NEW DELHI: India is set to sign a military agreement with the United States for sharing of sensitive satellite data, the defence ministry said on Monday, as New Delhi tries to narrow the gap with the powerful Chinese military.

The deal will be signed during the top-level 2+2 dialogue between the defence and foreign ministers of the two countries.

US secretary of state Mike Pompeo and defence secretary Mark Esper arrived in New Delhi earlier today for talks with external affairs minister S Jaishankar and defence minister Rajnath Singh.

Live updates: India-US 2+2 dialogue

The high-level visit comes at a time when India is locked in a serious military standoff with China along the LAC in eastern Ladakh.

The landmark defence pact, known as Basic Exchange and Cooperation Agreement on Geospatial Cooperation, or BECA, will allow India access to topographical, nautical and aeronautical data for better accuracy of weapons like missiles and drones.

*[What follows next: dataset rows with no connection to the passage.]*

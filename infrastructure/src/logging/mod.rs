//! Query transcript logging.
//!
//! Provides [`JsonlConversationLogger`], a JSONL file writer implementing
//! the [`ConversationLogger`](demeter_application::ConversationLogger) port.

mod jsonl_logger;

pub use jsonl_logger::JsonlConversationLogger;
//! Error types for habits.

use thiserror::Error;

/// Errors surfaced by habits commands and stores.
#[derive(Debug, Error)]
pub enum HabitsError {
    /// A database operation failed.
    #[error("Database error: {0}")]
    Database(String),

    /// Configuration could not be read, written or resolved.
    #[error("Configuration error: {0}")]
    Config(String),

    /// The requested user, habit or completion does not exist (or is not yours).
    #[error("{0}")]
    NotFound(String),

    /// A uniqueness rule was violated (username, email, one completion per day).
    #[error("{0}")]
    Conflict(String),

    /// User input was rejected before reaching storage.
    #[error("Invalid input: {0}")]
    InvalidInput(String),

    /// No current user could be resolved.
    #[error("No active user. Run `habits user register <name> --email <email>` or pass --user")]
    NoIdentity,

    /// Filesystem error.
    #[error("I/O error: {0}")]
    Io(#[from] std::io::Error),

    /// JSON serialization failed.
    #[error("JSON error: {0}")]
    Json(#[from] serde_json::Error),
}

impl HabitsError {
    /// Map a `rusqlite` error, turning unique-constraint violations into
    /// [`HabitsError::Conflict`] with `conflict` as the message.
    pub fn from_sqlite(err: &rusqlite::Error, context: &str, conflict: &str) -> Self {
        if let rusqlite::Error::SqliteFailure(code, _) = err {
            if code.code == rusqlite::ErrorCode::ConstraintViolation
                && code.extended_code == rusqlite::ffi::SQLITE_CONSTRAINT_UNIQUE
            {
                return Self::Conflict(conflict.to_string());
            }
        }
        Self::Database(format!("{context}: {err}"))
    }
}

It would also allow the United States to provide advanced navigational aids and avionics on US-supplied aircraft to India, an Indian defence source said.

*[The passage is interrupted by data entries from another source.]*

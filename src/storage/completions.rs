//! Completion storage: at most one row per habit per calendar day.

use chrono::NaiveDate;
use rusqlite::{params, OptionalExtension, Row};
use tracing::{debug, info};

use super::Database;
use crate::core::CompletionSource;
use crate::error::HabitsError;
use crate::model::Completion;

const DATE_FORMAT: &str = "%Y-%m-%d";

/// Storage for habit completions.
pub struct CompletionStore<'a> {
    db: &'a Database,
}

impl<'a> CompletionStore<'a> {
    #[must_use]
    pub const fn new(db: &'a Database) -> Self {
        Self { db }
    }

    /// Mark `habit_id` as done on `date`.
    ///
    /// Ownership must already have been checked by the caller.
    ///
    /// # Errors
    ///
    /// Returns `Conflict` if the habit is already completed on that date.
    pub fn complete(&self, habit_id: i64, date: NaiveDate) -> Result<Completion, HabitsError> {
        let conflict = format!("Already completed on {date}");
        if self.find(habit_id, date)?.is_some() {
            return Err(HabitsError::Conflict(conflict));
        }

        let conn = self.db.connection();
        conn.execute(
            "INSERT INTO completions (habit_id, date) VALUES (?1, ?2)",
            params![habit_id, date.format(DATE_FORMAT).to_string()],
        )
        .map_err(|e| HabitsError::from_sqlite(&e, "Failed to insert completion", &conflict))?;

        let id = conn.last_insert_rowid();
        info!(habit_id, %date, "recorded completion");
        Ok(Completion { id, habit_id, date })
    }

    /// Remove the completion of `habit_id` on `date`.
    ///
    /// # Errors
    ///
    /// Returns `NotFound` if there is no completion on that date.
    pub fn uncomplete(&self, habit_id: i64, date: NaiveDate) -> Result<Completion, HabitsError> {
        let completion = self
            .find(habit_id, date)?
            .ok_or_else(|| HabitsError::NotFound(format!("No completion found for {date}")))?;

        self.db
            .connection()
            .execute("DELETE FROM completions WHERE id = ?1", [completion.id])
            .map_err(|e| HabitsError::Database(format!("Failed to delete completion: {e}")))?;

        info!(habit_id, %date, "removed completion");
        Ok(completion)
    }

    /// The completion of `habit_id` on `date`, if any.
    pub fn find(&self, habit_id: i64, date: NaiveDate) -> Result<Option<Completion>, HabitsError> {
        self.db
            .connection()
            .query_row(
                "SELECT id, habit_id, date FROM completions WHERE habit_id = ?1 AND date = ?2",
                params![habit_id, date.format(DATE_FORMAT).to_string()],
                row_to_completion,
            )
            .optional()
            .map_err(|e| HabitsError::Database(format!("Failed to query completion: {e}")))
    }

    /// Whether `habit_id` was completed on `date`.
    pub fn is_completed(&self, habit_id: i64, date: NaiveDate) -> Result<bool, HabitsError> {
        Ok(self.find(habit_id, date)?.is_some())
    }

    /// All completions of `habit_id`, newest first.
    pub fn list(&self, habit_id: i64) -> Result<Vec<Completion>, HabitsError> {
        let conn = self.db.connection();
        let mut stmt = conn
            .prepare(
                "SELECT id, habit_id, date FROM completions WHERE habit_id = ?1 ORDER BY date DESC",
            )
            .map_err(|e| HabitsError::Database(format!("Failed to prepare query: {e}")))?;

        let rows = stmt
            .query_map([habit_id], row_to_completion)
            .map_err(|e| HabitsError::Database(format!("Failed to query completions: {e}")))?;

        rows.collect::<Result<Vec<_>, _>>()
            .map_err(|e| HabitsError::Database(e.to_string()))
    }
}

impl CompletionSource for CompletionStore<'_> {
    fn completion_dates(&self, habit_id: i64) -> Result<Vec<NaiveDate>, HabitsError> {
        let dates: Vec<NaiveDate> = self.list(habit_id)?.into_iter().map(|c| c.date).collect();
        debug!(habit_id, count = dates.len(), "loaded completion dates");
        Ok(dates)
    }
}

fn row_to_completion(row: &Row<'_>) -> Result<Completion, rusqlite::Error> {
    let date: String = row.get(2)?;
    let date = NaiveDate::parse_from_str(&date, DATE_FORMAT).map_err(|e| {
        rusqlite::Error::FromSqlConversionFailure(2, rusqlite::types::Type::Text, Box::new(e))
    })?;

    Ok(Completion {
        id: row.get(0)?,
        habit_id: row.get(1)?,
        date,
    })
}

#[cfg(test)]
mod tests {
    use super::*;
    use crate::storage::{HabitStore, UserStore};
    use chrono::Days;

    fn setup() -> (Database, i64) {
        let db = Database::open_in_memory().unwrap();
        let habit_id = {
            let user = UserStore::new(&db).register("ada", "ada@example.com").unwrap();
            HabitStore::new(&db).create(user.id, "Read", None).unwrap().id
        };
        (db, habit_id)
    }

    fn day(d: u32) -> NaiveDate {
        NaiveDate::from_ymd_opt(2024, 5, d).unwrap()
    }

    #[test]
    fn test_complete_once_per_day() {
        let (db, habit) = setup();
        let store = CompletionStore::new(&db);

        store.complete(habit, day(1)).unwrap();
        let err = store.complete(habit, day(1)).unwrap_err();
        assert!(matches!(err, HabitsError::Conflict(ref m) if m == "Already completed on 2024-05-01"));

        assert!(store.is_completed(habit, day(1)).unwrap());
        assert!(!store.is_completed(habit, day(2)).unwrap());
    }

    #[test]
    fn test_uncomplete() {
        let (db, habit) = setup();
        let store = CompletionStore::new(&db);

        let err = store.uncomplete(habit, day(3)).unwrap_err();
        assert!(matches!(err, HabitsError::NotFound(ref m) if m == "No completion found for 2024-05-03"));

        store.complete(habit, day(3)).unwrap();
        let removed = store.uncomplete(habit, day(3)).unwrap();
        assert_eq!(removed.date, day(3));
        assert!(!store.is_completed(habit, day(3)).unwrap());
    }

    #[test]
    fn test_list_newest_first() {
        let (db, habit) = setup();
        let store = CompletionStore::new(&db);
        for d in [4, 1, 9, 2] {
            store.complete(habit, day(d)).unwrap();
        }

        let dates: Vec<NaiveDate> = store.list(habit).unwrap().into_iter().map(|c| c.date).collect();
        assert_eq!(dates, vec![day(9), day(4), day(2), day(1)]);
    }

    #[test]
    fn test_completion_source_feeds_stats() {
        let (db, habit) = setup();
        let store = CompletionStore::new(&db);
        let today = day(20);
        for back in 0..5 {
            store.complete(habit, today - Days::new(back)).unwrap();
        }

        let stats = crate::stats::habit_stats(&store, habit, today).unwrap();
        assert_eq!(stats.current_streak, 5);
        assert_eq!(stats.longest_streak, 5);
        assert_eq!(stats.total_completions, 5);
        assert_eq!(stats.completion_rate_30_day, 17);
    }

    #[test]
    fn test_deleting_habit_cascades() {
        let (db, habit) = setup();
        let store = CompletionStore::new(&db);
        store.complete(habit, day(1)).unwrap();

        db.connection()
            .execute("DELETE FROM habits WHERE id = ?1", [habit])
            .unwrap();
        assert!(store.list(habit).unwrap().is_empty());
    }
}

US companies have sold India more than $21 billion of weapons since 2007 and Washington has been urging the Indian government to sign agreements allowing for sharing of sensitive information and encrypted communications for better use of the high-end military equipment.

“The two ministers expressed satisfaction that agreement of BECA (Basic Exchange and Cooperation Agreement) will be signed during the visit,” the defence ministry said in a statement.

Earlier, Rajnath Singh and his US counterpart Mark Esper held talks on various defence and security issues ahead of 2+2 dialogue between both the countries scheduled on Tuesday.

The India-US talks on military issues here on Monday were “fruitful” and aimed at further deepening defence cooperation between two largest democracies in the world, Rajnath said after his meeting.

In its statement, the defence ministry said Singh and Esper reviewed bilateral defence cooperation spanning military-to-military cooperation, secure communication systems and information sharing and defence trade.

The ministry said the two ministers also called for continuation of existing defence dialogue mechanisms during the pandemic, at all levels, particularly the Military Cooperation Group (MCG).

They also discussed requirements of expanding deployments of liaison officers in each other’s facilities.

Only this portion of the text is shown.